Philippe Mesnard, Politique Magazine, avril 2022

Les mots aussi sont de l’histoire

Introduction de Jean-Louis Roch

« Les mots sont des fenêtres à travers lesquelles on voit l’histoire », disait le linguiste Alain Rey. L’historien dispose en effet d’une source d’une richesse insoupçonnée : non seulement les mots, les tournures, les métaphores, les formules langagières, les proverbes, mais aussi les discours où ils s’insèrent et les lieux communs qui constituent une part de l’imaginaire des sociétés. Cette manière d’aborder l’histoire est apparue particulièrement intéressante, pour affronter la question de savoir comment les hommes vivaient la misère au Moyen Âge. Nous ne chercherons pas tant à décrire la vie des pauvres dans ses aspects socio-économiques, qu’à retrouver les mots qu’ils utilisaient pour la dire, tels que l’on peut les saisir dans les textes en langue française du XIIe au XVIe siècle. Aux origines de cette enquête, il y a une thèse soutenue en 1986, devant Daniel Poirion et André Vauchez, sous la direction de Michel Mollat, Les mots aussi sont de l’histoire. Vocabulaire de la pauvreté et marginalisation (1450-1550) où je me proposais d’éclairer, à partir du vocabulaire et des discours, la marginalisation des mendiants et la mise en place des « polices » des pauvres, ce que l’on appelle la réforme de l’assistance, à partir des années 1520. Les linguistes, en particulier Jacqueline Picoche, m’avaient accompagné dans cette recherche, celle des relations entre la sémantique lexicale et l’histoire. Cette recherche avait concerné en particulier le vocabulaire de la lutte contre la mendicité, l’émergence du mot travail au sens moderne, les paroles échangées dans l’aumône et les noms du faux mendiant, truand, coquin, maraud ou gueux. Étaient aussi abordés certains discours politiques, comme le thème du pauvre peuple ou celui du Bon Temps, qui sont de véritables mécaniques discursives, permettant de négocier avec les pouvoirs, dans un monde d’avant l’absolutisme. L’enquête a été poursuivie, d’une part pour éclairer ce qui se passe dans l’échange de l’aumône, d’autre part pour proposer, avec l’aide de Gilles Roques du Dictionnaire du Moyen Français, des étymologies à certains noms des faux mendiants.

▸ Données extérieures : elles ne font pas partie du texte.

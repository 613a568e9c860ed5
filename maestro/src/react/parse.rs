//! The assistant text protocol.
//!
//! Tool calls ride inside assistant text as
//! `<tool_call>{"tool":"…","args":{…}}</tool_call>` blocks (greedy,
//! non-nested); think-mode reasoning rides inside `<think>…</think>`.
//! Parsing removes the delimited blocks and preserves everything outside
//! them byte-for-byte. Tool results go back to the model as
//! `<tool_result tool="…" success="…">…</tool_result>` blocks.

use serde_json::Value;
use tracing::warn;

use crate::tool::{ToolCallRecord, ToolCallRequest};

const TOOL_CALL_OPEN: &str = "<tool_call>";
const TOOL_CALL_CLOSE: &str = "</tool_call>";
const THINK_OPEN: &str = "<think>";
const THINK_CLOSE: &str = "</think>";

/// Per-result character limit inside a synthetic tool_result message.
pub const TOOL_RESULT_LIMIT: usize = 8_000;

/// Result of parsing one assistant turn.
#[derive(Debug, Clone, PartialEq, Eq)]
pub struct ParsedTurn {
    /// The turn text with all `<tool_call>` blocks removed; text outside
    /// the delimiters is preserved byte-for-byte.
    pub text: String,
    /// Well-formed tool calls, in document order.
    pub calls: Vec<ToolCallRequest>,
}

/// Extract tool calls from an assistant turn.
///
/// Each delimited block must parse as a JSON object with at least a
/// string-valued `tool`; `args` defaults to the empty map. Malformed
/// blocks are logged and skipped (they produce no call and are removed
/// from the text like well-formed ones).
#[must_use]
pub fn parse_tool_calls(raw: &str) -> ParsedTurn {
    let mut text = String::with_capacity(raw.len());
    let mut calls = Vec::new();
    let mut rest = raw;

    loop {
        let Some(open) = rest.find(TOOL_CALL_OPEN) else {
            text.push_str(rest);
            break;
        };
        text.push_str(&rest[..open]);
        let body_start = open + TOOL_CALL_OPEN.len();
        let Some(close) = rest[body_start..].find(TOOL_CALL_CLOSE) else {
            // Unterminated block: treat the remainder as plain text.
            text.push_str(&rest[open..]);
            break;
        };
        let body = &rest[body_start..body_start + close];
        match parse_call_body(body) {
            Some(call) => calls.push(call),
            None => warn!(block = body, "Skipping malformed tool_call block"),
        }
        rest = &rest[body_start + close + TOOL_CALL_CLOSE.len()..];
    }

    ParsedTurn { text, calls }
}

fn parse_call_body(body: &str) -> Option<ToolCallRequest> {
    let value: Value = serde_json::from_str(body.trim()).ok()?;
    let obj = value.as_object()?;
    let tool = obj.get("tool")?.as_str()?;
    let args = obj
        .get("args")
        .and_then(Value::as_object)
        .cloned()
        .unwrap_or_default();
    Some(ToolCallRequest::new(tool, args))
}

/// Serialize tool calls back into assistant-text form.
///
/// Inverse of [`parse_tool_calls`] for well-formed calls.
#[must_use]
pub fn serialize_tool_calls(calls: &[ToolCallRequest]) -> String {
    let mut out = String::new();
    for call in calls {
        let body = serde_json::json!({ "tool": call.tool, "args": Value::Object(call.args.clone()) });
        out.push_str(TOOL_CALL_OPEN);
        out.push_str(&body.to_string());
        out.push_str(TOOL_CALL_CLOSE);
    }
    out
}

/// Strip `<think>` blocks, returning the remaining text and the
/// concatenated reasoning.
#[must_use]
pub fn strip_think(raw: &str) -> (String, String) {
    let mut text = String::with_capacity(raw.len());
    let mut thinking = String::new();
    let mut rest = raw;

    loop {
        let Some(open) = rest.find(THINK_OPEN) else {
            text.push_str(rest);
            break;
        };
        text.push_str(&rest[..open]);
        let body_start = open + THINK_OPEN.len();
        let Some(close) = rest[body_start..].find(THINK_CLOSE) else {
            // Unterminated think block: everything after the opener is
            // reasoning that never made it to an answer.
            thinking.push_str(&rest[body_start..]);
            break;
        };
        if !thinking.is_empty() {
            thinking.push('\n');
        }
        thinking.push_str(rest[body_start..body_start + close].trim());
        rest = &rest[body_start + close + THINK_CLOSE.len()..];
    }

    (text, thinking)
}

/// Render executed tool calls as one synthetic tool_result message body.
///
/// Each result is individually truncated to [`TOOL_RESULT_LIMIT`] chars.
#[must_use]
pub fn render_tool_results(records: &[ToolCallRecord]) -> String {
    let mut out = String::new();
    for record in records {
        if !out.is_empty() {
            out.push('\n');
        }
        out.push_str(&format!(
            "<tool_result tool=\"{}\" success=\"{}\">{}</tool_result>",
            record.tool,
            record.success,
            truncate_chars(&record.result, TOOL_RESULT_LIMIT),
        ));
    }
    out
}

/// Truncate to at most `max_chars` characters, marking elision.
#[must_use]
pub fn truncate_chars(text: &str, max_chars: usize) -> String {
    if text.chars().count() <= max_chars {
        return text.to_owned();
    }
    let mut out: String = text.chars().take(max_chars).collect();
    out.push_str("… [truncated]");
    out
}

#[cfg(test)]
mod tests {
    use super::*;
    use proptest::prelude::*;
    use serde_json::{json, Map};

    fn call(tool: &str, args: Value) -> ToolCallRequest {
        ToolCallRequest::new(
            tool,
            args.as_object().cloned().unwrap_or_default(),
        )
    }

    #[test]
    fn test_single_call_with_surrounding_text() {
        let raw = "I'll read the file.\n<tool_call>{\"tool\":\"read_file\",\"args\":{\"path\":\"a.rs\"}}</tool_call>\nDone.";
        let parsed = parse_tool_calls(raw);
        assert_eq!(parsed.text, "I'll read the file.\n\nDone.");
        assert_eq!(parsed.calls, vec![call("read_file", json!({"path": "a.rs"}))]);
    }

    #[test]
    fn test_multiple_calls_in_document_order() {
        let raw = "<tool_call>{\"tool\":\"a\"}</tool_call><tool_call>{\"tool\":\"b\",\"args\":{\"n\":1}}</tool_call>";
        let parsed = parse_tool_calls(raw);
        assert_eq!(parsed.calls.len(), 2);
        assert_eq!(parsed.calls[0].tool, "a");
        assert!(parsed.calls[0].args.is_empty());
        assert_eq!(parsed.calls[1].tool, "b");
    }

    #[test]
    fn test_malformed_blocks_skipped() {
        let raw = "x<tool_call>{not json}</tool_call>y<tool_call>{\"args\":{}}</tool_call>z\
                   <tool_call>{\"tool\":\"ok\"}</tool_call>";
        let parsed = parse_tool_calls(raw);
        assert_eq!(parsed.text, "xyz");
        assert_eq!(parsed.calls.len(), 1);
        assert_eq!(parsed.calls[0].tool, "ok");
    }

    #[test]
    fn test_unterminated_block_is_plain_text() {
        let raw = "before <tool_call>{\"tool\":\"x\"}";
        let parsed = parse_tool_calls(raw);
        assert_eq!(parsed.text, raw);
        assert!(parsed.calls.is_empty());
    }

    #[test]
    fn test_strip_think_concatenates_blocks() {
        let raw = "<think>first</think>answer<think>second</think>!";
        let (text, thinking) = strip_think(raw);
        assert_eq!(text, "answer!");
        assert_eq!(thinking, "first\nsecond");
    }

    #[test]
    fn test_strip_think_unterminated() {
        let (text, thinking) = strip_think("partial <think>never closed");
        assert_eq!(text, "partial ");
        assert_eq!(thinking, "never closed");
    }

    #[test]
    fn test_render_tool_results_truncates() {
        let record = ToolCallRecord {
            tool: "read_file".into(),
            args: Map::new(),
            result: "x".repeat(TOOL_RESULT_LIMIT + 10),
            success: true,
            duration: std::time::Duration::from_millis(1),
        };
        let rendered = render_tool_results(&[record]);
        assert!(rendered.starts_with("<tool_result tool=\"read_file\" success=\"true\">"));
        assert!(rendered.contains("[truncated]"));
        assert!(rendered.ends_with("</tool_result>"));
    }

    #[test]
    fn test_render_failed_result() {
        let record = ToolCallRecord {
            tool: "shell".into(),
            args: Map::new(),
            result: "exit 1".into(),
            success: false,
            duration: std::time::Duration::ZERO,
        };
        assert_eq!(
            render_tool_results(&[record]),
            "<tool_result tool=\"shell\" success=\"false\">exit 1</tool_result>",
        );
    }

    proptest! {
        // Roundtrip: serialize then parse yields the same calls.
        #[test]
        fn prop_tool_call_roundtrip(
            tools in proptest::collection::vec("[a-z_]{1,12}", 0..4),
            keys in proptest::collection::vec("[a-z]{1,6}", 0..4),
            vals in proptest::collection::vec(any::<i64>(), 0..4),
        ) {
            let calls: Vec<ToolCallRequest> = tools
                .iter()
                .map(|tool| {
                    let args: Map<String, Value> = keys
                        .iter()
                        .zip(vals.iter())
                        .map(|(k, v)| (k.clone(), json!(v)))
                        .collect();
                    ToolCallRequest::new(tool.clone(), args)
                })
                .collect();
            let parsed = parse_tool_calls(&serialize_tool_calls(&calls));
            prop_assert_eq!(parsed.calls, calls);
            prop_assert_eq!(parsed.text, "");
        }

        // Text outside the delimiters survives byte-for-byte.
        #[test]
        fn prop_outside_text_preserved(
            prefix in "[^<]{0,40}",
            middle in "[^<]{0,40}",
            suffix in "[^<]{0,40}",
        ) {
            let raw = format!(
                "{prefix}<tool_call>{{\"tool\":\"t\"}}</tool_call>{middle}\
                 <tool_call>{{\"tool\":\"u\"}}</tool_call>{suffix}",
            );
            let parsed = parse_tool_calls(&raw);
            prop_assert_eq!(parsed.text, format!("{prefix}{middle}{suffix}"));
            prop_assert_eq!(parsed.calls.len(), 2);
        }
    }
}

Un certain nombre de travaux récents ont exploré le point de vue des pauvres, en éclairant leurs stratégies de survie aux marges de la société : le colloque sur Les réactions des pauvres à la pauvreté (1986) ; l’article de Maria Serena Mazzi, « Ai margini del lavoro » (1991) ; le recueil Experiences of Poverty in Late Medieval and Early Modern England and France (2012), ou le programme Économies de la pauvreté au Moyen Âge, en Europe méditerranéenne (n° 3 : Stratégies de survie). Mais comment accéder à ce vécu ? Les plus pauvres ne savaient pas écrire et les sources qui subsistent émanent des « lettrés ». Comment alors utiliser la littérature, comment accéder aux réactions des pauvres eux-mêmes, à travers le miroir et le filtre de ceux qui écrivent. Cette opération va être cependant facilitée aux XVe et XVIe siècles par la proximité à ce moment-là entre culture des élites et culture populaire. L’importante ascension sociale, lors de la Renaissance, a multiplié aussi les échanges culturels. Et il y a toute une littérature, disons à destination populaire, des petits livrets facétieux et toute une part du théâtre, qui mettent en scène en particulier des mendiants sans le sou ou des gueux vantards et fanfarons.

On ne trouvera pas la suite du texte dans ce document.